Du coup la coopération entre ONG, Etats, opérateurs forestiers et agences de coopération des pays européens est plus facile : il y a dans ce cas convergence d’intérêt pour à la fois exploiter et conserver la diversité. Aujourd’hui, excepté en RDC, la forêt a presque toute été attribuée sous forme de concessions. La mobilisation des ONG a porté sur la préservation de la forêt tropicale et a eu un impact important sur les industriels et les actionnaires européens.

Cela a été progressif : la connaissance de la forêt nécessite un travail de recherche important, la prise de conscience de la complexité de cet écosystème est longue, la traduction en termes législatifs des dispositions à prendre pour préserver la forêt n’est pas facile. Certaines ONG comme WWF y ont participé. Viennent ensuite les mécanismes de financement bilatéraux ou internationaux. Ce lent processus fonctionne plutôt correctement même si certains le méconnaissent et d’autres en profitent.

On peut comparer cette situation à celle des richesses halieutiques : comme la forêt, les poissons se renouvellent, les opérateurs sont privés, la connaissance scientifique des écosystèmes marins ou en tout cas des stocks est bonne, il existe une législation... et pourtant cela ne marche pas. On s’aperçoit que les dispositifs interrégionaux marchent moins bien que les dispositifs nationaux : les contrôles sont plus difficiles et les mailles du filet sont plus lâches. Si les poissons bougent, les bateaux aussi et pas pour les mêmes raisons, les entreprises de pêche jouent avec les eaux. Elles sont moins sensibles aux sirènes écologiques, elles sont plus dispersées et moins coordonnées. C’est donc plus difficile de les montrer du doigt. Les associations écologiques se mobilisent moins et les bailleurs aussi. Chaque Etat a tendance à défendre ses pêcheurs. Le poisson, lui, reste invisible, en eaux troubles. Pour que cela change, il faudra une forte mobilisation, un long apprentissage et une forme de convergence entre la position des Etats, des industriels et des associations.

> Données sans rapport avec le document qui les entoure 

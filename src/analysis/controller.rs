//! Analysis orchestration
//!
//! [`AnalysisController`] owns the detection pipeline and at most one capture
//! [`Session`]. Two drivers feed it:
//!
//! - the **frame driver** ([`process_frame`](AnalysisController::process_frame)),
//!   once per capture frame (about 60 per second): pitch detection, note
//!   mapping and buffering
//! - the **detection driver** ([`detection_tick`](AnalysisController::detection_tick)),
//!   every few seconds: eviction, evidence check, key estimation, confidence
//!   scoring and the stability step
//!
//! Both take `&mut self`, so they never interleave within one controller.
//!
//! # Example
//!
//! ```
//! use keylock::{AnalysisConfig, AnalysisController};
//! use std::time::{Duration, Instant};
//!
//! let mut controller = AnalysisController::new(AnalysisConfig::default())?;
//! let t0 = Instant::now();
//! controller.start(44100, Some("default".to_string()), t0);
//!
//! let frame: Vec<f32> = (0..2048)
//!     .map(|i| 0.5 * (2.0 * std::f32::consts::PI * 440.0 * i as f32 / 44100.0).sin())
//!     .collect();
//! let pitch = controller.process_frame(&frame, t0)?;
//! assert_eq!(pitch.note.as_deref(), Some("A4"));
//!
//! let events = controller.detection_tick(t0 + Duration::from_secs(3))?;
//! assert!(events.is_empty(), "one note is not enough evidence");
//! # Ok::<(), keylock::AnalysisError>(())
//! ```

use super::confidence::ConfidenceScorer;
use super::events::{AnalysisEvent, EventSink, KeyEstimateEvent, PitchEvent, StableKeyEvent};
use super::session::{AnalysisSnapshot, Session};
use super::stability::{AnalysisState, StabilityOutcome};
use crate::config::AnalysisConfig;
use crate::error::AnalysisError;
use crate::features::key::KeyEstimator;
use crate::features::pitch::{NoteMapper, PitchDetector};
use crate::io::{FrameScheduler, FrameSource, Tick};
use crate::theory::KeyCandidate;
use std::time::Instant;

/// Live key analysis controller
#[derive(Debug)]
pub struct AnalysisController {
    config: AnalysisConfig,
    detector: PitchDetector,
    mapper: NoteMapper,
    estimator: KeyEstimator,
    scorer: ConfidenceScorer,
    session: Option<Session>,
    manual_key: Option<KeyCandidate>,
}

impl AnalysisController {
    /// Create a controller with no active session
    ///
    /// # Errors
    ///
    /// Returns `AnalysisError::InvalidConfig` if the configuration fails validation.
    pub fn new(config: AnalysisConfig) -> Result<Self, AnalysisError> {
        config.validate()?;

        let mapper = NoteMapper::new(config.reference_frequency);
        Ok(Self {
            detector: PitchDetector::new(config.min_rms, config.min_correlation),
            mapper,
            estimator: KeyEstimator::new(mapper, config.min_samples),
            scorer: ConfidenceScorer::new(config.weights, config.window()),
            session: None,
            manual_key: None,
            config,
        })
    }

    /// Active configuration
    pub fn config(&self) -> &AnalysisConfig {
        &self.config
    }

    /// Frequency to note mapping in use
    pub fn note_mapper(&self) -> &NoteMapper {
        &self.mapper
    }

    /// Whether a session is active
    pub fn is_active(&self) -> bool {
        self.session.is_some()
    }

    /// The active session
    pub fn session(&self) -> Option<&Session> {
        self.session.as_ref()
    }

    /// Begin a capture session
    ///
    /// Always creates a fresh session, replacing any active one.
    ///
    /// # Arguments
    ///
    /// * `sample_rate` - Capture sample rate in Hz
    /// * `device` - Opaque capture device label, passed through to events
    /// * `now` - Session start; the time confidence factor counts from here
    pub fn start(&mut self, sample_rate: u32, device: Option<String>, now: Instant) -> AnalysisEvent {
        if self.session.is_some() {
            log::warn!("Starting a new session while one is active; discarding it");
        }
        if sample_rate == 0 {
            log::warn!("Session started with sample rate 0; no pitch will be detected");
        }

        log::info!(
            "Analysis session started ({} Hz, device: {})",
            sample_rate,
            device.as_deref().unwrap_or("default")
        );

        self.session = Some(Session::new(
            &self.config,
            self.mapper,
            sample_rate,
            device.clone(),
            now,
        ));

        AnalysisEvent::SessionStarted {
            device,
            sample_rate,
        }
    }

    /// End the active session, discarding all of its state
    ///
    /// Returns `None` (and does nothing) when no session is active.
    pub fn stop(&mut self) -> Option<AnalysisEvent> {
        let session = self.session.take()?;
        log::info!(
            "Analysis session stopped ({} samples buffered, state {})",
            session.buffer.len(),
            session.state()
        );
        Some(AnalysisEvent::SessionStopped)
    }

    /// Process one capture frame
    ///
    /// Detects the frame's pitch, buffers it when present and reports it.
    ///
    /// # Errors
    ///
    /// Returns `AnalysisError::SessionNotActive` if no session is active.
    pub fn process_frame(&mut self, frame: &[f32], now: Instant) -> Result<PitchEvent, AnalysisError> {
        let session = self.session.as_mut().ok_or(AnalysisError::SessionNotActive)?;

        let Some(frequency) = self.detector.detect(frame, session.sample_rate) else {
            return Ok(PitchEvent::silent());
        };
        let Some(note) = self.mapper.note(frequency) else {
            return Ok(PitchEvent::silent());
        };

        session.buffer.push(frequency, now);

        let active_key = self.manual_key.or_else(|| session.locked_key());
        let in_key = active_key.map(|key| key.contains(note.pitch_class));

        log::trace!("Frame pitch {:.2} Hz ({})", frequency, note);

        Ok(PitchEvent {
            frequency: Some(frequency),
            note: Some(note.to_string()),
            in_key,
        })
    }

    /// Run one detection step
    ///
    /// Does nothing once the session has locked. Otherwise evicts stale
    /// pitches, updates the analysis state from the remaining evidence and,
    /// while analyzing, estimates and scores a key and advances the stability
    /// tracker.
    ///
    /// # Returns
    ///
    /// Events in order: state changes, the key estimate (only on ticks that
    /// evaluated a key), and the stable key on the locking tick.
    ///
    /// # Errors
    ///
    /// Returns `AnalysisError::SessionNotActive` if no session is active.
    pub fn detection_tick(&mut self, now: Instant) -> Result<Vec<AnalysisEvent>, AnalysisError> {
        let session = self.session.as_mut().ok_or(AnalysisError::SessionNotActive)?;
        let mut events = Vec::new();

        if session.tracker.is_locked() {
            return Ok(events);
        }

        session.buffer.evict(now);
        let histogram = session.buffer.histogram();
        log::debug!(
            "Detection tick: {} samples, {} unique notes",
            histogram.total(),
            histogram.unique_count()
        );

        if let Some((from, to)) = session.tracker.note_evidence(histogram.unique_count()) {
            events.push(AnalysisEvent::StateChanged { from, to });
        }
        if session.tracker.state() != AnalysisState::Analyzing {
            return Ok(events);
        }

        let Some(key) = self.estimator.estimate_from_histogram(&histogram) else {
            return Ok(events);
        };

        let elapsed = now.saturating_duration_since(session.started_at);
        let confidence = self.scorer.score(&histogram, &key, elapsed);
        session.latest = Some((key, confidence));
        events.push(AnalysisEvent::KeyEstimate(KeyEstimateEvent {
            key,
            confidence: confidence.overall,
        }));

        if let StabilityOutcome::Locked { key, confidence } =
            session.tracker.observe(key, confidence.overall, now)
        {
            log::info!(
                "Key locked: {} ({}% confidence)",
                key.display_name(),
                (confidence * 100.0).round()
            );
            events.push(AnalysisEvent::StateChanged {
                from: AnalysisState::Analyzing,
                to: AnalysisState::Locked,
            });
            events.push(AnalysisEvent::StableKey(StableKeyEvent { key, confidence }));
        }

        Ok(events)
    }

    /// Feed a stream of ticks to the two drivers, forwarding every event
    ///
    /// # Errors
    ///
    /// Stops at the first driver error (`SessionNotActive`).
    pub fn drive<I, K>(&mut self, ticks: I, sink: &mut K) -> Result<(), AnalysisError>
    where
        I: IntoIterator<Item = Tick>,
        K: EventSink + ?Sized,
    {
        for tick in ticks {
            match tick {
                Tick::Frame { samples, at } => {
                    let pitch = self.process_frame(&samples, at)?;
                    sink.emit(AnalysisEvent::Pitch(pitch));
                }
                Tick::Detection { at } => {
                    for event in self.detection_tick(at)? {
                        sink.emit(event);
                    }
                }
            }
        }
        Ok(())
    }

    /// Analyze a whole frame source on a synthetic timebase
    ///
    /// Starts a session at `origin` with the source's sample rate, then drives
    /// it with frames stamped at the configured frame rate. The session stays
    /// active afterwards so it can be inspected.
    ///
    /// # Returns
    ///
    /// The locked key, if the material locked one
    pub fn analyze_source<S, K>(
        &mut self,
        source: S,
        device: Option<String>,
        origin: Instant,
        sink: &mut K,
    ) -> Result<Option<KeyCandidate>, AnalysisError>
    where
        S: FrameSource,
        K: EventSink + ?Sized,
    {
        let started = self.start(source.sample_rate(), device, origin);
        sink.emit(started);

        let ticks = FrameScheduler::offline(
            source,
            origin,
            self.config.frame_rate_hz,
            self.config.detection_interval(),
        );
        self.drive(ticks, sink)?;

        Ok(self.session.as_ref().and_then(|s| s.locked_key()))
    }

    /// Override the key manually (any mode), or clear the override with `None`
    ///
    /// The override outlives sessions and takes precedence over a locked key.
    pub fn set_manual_key(&mut self, key: Option<KeyCandidate>) {
        match key {
            Some(key) => log::info!("Manual key set: {}", key.display_name()),
            None => log::info!("Manual key cleared"),
        }
        self.manual_key = key;
    }

    /// Manual key override
    pub fn manual_key(&self) -> Option<KeyCandidate> {
        self.manual_key
    }

    /// Key consumers should display: the manual override, else the locked key
    pub fn active_key(&self) -> Option<KeyCandidate> {
        self.manual_key
            .or_else(|| self.session.as_ref().and_then(|s| s.locked_key()))
    }

    /// Summary of the active session
    pub fn snapshot(&self) -> Option<AnalysisSnapshot> {
        self.session.as_ref().map(Session::snapshot)
    }
}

Autre exemple : le sol. C’est un capital naturel qui est lui aussi renouvelable si on sait le préserver. Selon les systèmes socio-économiques, il est travaillé soit par des entreprises (peu d’intervenants sur une grande surface), soit par des paysans (beaucoup d’acteurs sur des petites parcelles). L’évolution des systèmes de production associée à l’érosion naturelle (vent, pluie...) amène une dégradation régulière des sols et donc du potentiel de production. Et les activités agricoles traditionnelles n’y échappent pas non plus. Le maintien d’une couverture végétale en inter-culture est une des conditions permettant la préservation des sols. Pour des raisons que l’on imagine facilement, les entreprises qui exploitent le soja au Brésil l’ont bien compris. Le maintien de la couverture végétale demande une formation technique et des outils agricoles importants. Les entreprises brésiliennes ont les moyens financiers pour disposer de l’encadrement technique et investir dans les outils agricoles adaptés. C’est plus difficile dans certaines zones agricoles en Afrique où le sol est très usé car il faut trouver des techniques adaptées à ces écosystèmes, aux compétences et aux moyens financiers en présence.